DATA SHOWN:

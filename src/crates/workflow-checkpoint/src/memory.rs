//! In-memory checkpoint storage for development and testing
//!
//! [`InMemoryCheckpointSaver`] keeps every checkpoint in a process-local map. It is
//! the default backend when no database URL is configured (per the checkpointer's
//! failure policy, selecting it is a startup fallback, not silent data loss — a
//! caller that wants durability across restarts must configure the SQLite backend).

use std::collections::HashMap;
use std::sync::Arc;

use async_trait::async_trait;
use tokio::sync::RwLock;

use crate::checkpoint::{Checkpoint, PendingWrite};
use crate::error::{CheckpointError, Result};
use crate::traits::CheckpointSaver;

#[derive(Default)]
struct ThreadLog {
    checkpoints: Vec<Checkpoint>,
    writes: Vec<(String, Vec<PendingWrite>)>,
}

/// Process-local `CheckpointSaver`. Not shared across processes; lost on restart.
#[derive(Clone, Default)]
pub struct InMemoryCheckpointSaver {
    threads: Arc<RwLock<HashMap<String, ThreadLog>>>,
}

impl InMemoryCheckpointSaver {
    pub fn new() -> Self {
        Self::default()
    }
}

#[async_trait]
impl CheckpointSaver for InMemoryCheckpointSaver {
    async fn put(&self, checkpoint: Checkpoint) -> Result<()> {
        let mut threads = self.threads.write().await;
        let log = threads.entry(checkpoint.thread_id.clone()).or_default();

        if let Some(parent) = &checkpoint.parent_checkpoint_id {
            let parent_exists = log.checkpoints.iter().any(|c| &c.checkpoint_id == parent);
            if !parent_exists {
                return Err(CheckpointError::Invalid(format!(
                    "parent checkpoint {parent} not found for thread {}",
                    checkpoint.thread_id
                )));
            }
        }

        log.checkpoints.push(checkpoint);
        Ok(())
    }

    async fn get_latest(&self, thread_id: &str) -> Result<Option<Checkpoint>> {
        let threads = self.threads.read().await;
        Ok(threads
            .get(thread_id)
            .and_then(|log| log.checkpoints.last().cloned()))
    }

    async fn get(&self, thread_id: &str, checkpoint_id: &str) -> Result<Option<Checkpoint>> {
        let threads = self.threads.read().await;
        Ok(threads.get(thread_id).and_then(|log| {
            log.checkpoints
                .iter()
                .find(|c| c.checkpoint_id == checkpoint_id)
                .cloned()
        }))
    }

    async fn list(&self, thread_id: &str) -> Result<Vec<Checkpoint>> {
        let threads = self.threads.read().await;
        let mut checkpoints = threads
            .get(thread_id)
            .map(|log| log.checkpoints.clone())
            .unwrap_or_default();
        checkpoints.reverse();
        Ok(checkpoints)
    }

    async fn put_writes(
        &self,
        thread_id: &str,
        checkpoint_id: &str,
        writes: Vec<PendingWrite>,
    ) -> Result<()> {
        let mut threads = self.threads.write().await;
        let log = threads.entry(thread_id.to_string()).or_default();
        log.writes.push((checkpoint_id.to_string(), writes));
        Ok(())
    }

    async fn delete_thread(&self, thread_id: &str) -> Result<()> {
        let mut threads = self.threads.write().await;
        threads.remove(thread_id);
        Ok(())
    }

    fn backend_kind(&self) -> &'static str {
        "in_memory"
    }
}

TASK ITEM:
Go through the entries and copy every line that has "Option".

RESPONSE TO THIS TASK:
    async fn get_latest(&self, thread_id: &str) -> Result<Option<Checkpoint>> {
    async fn get(&self, thread_id: &str, checkpoint_id: &str) -> Result<Option<Checkpoint>> {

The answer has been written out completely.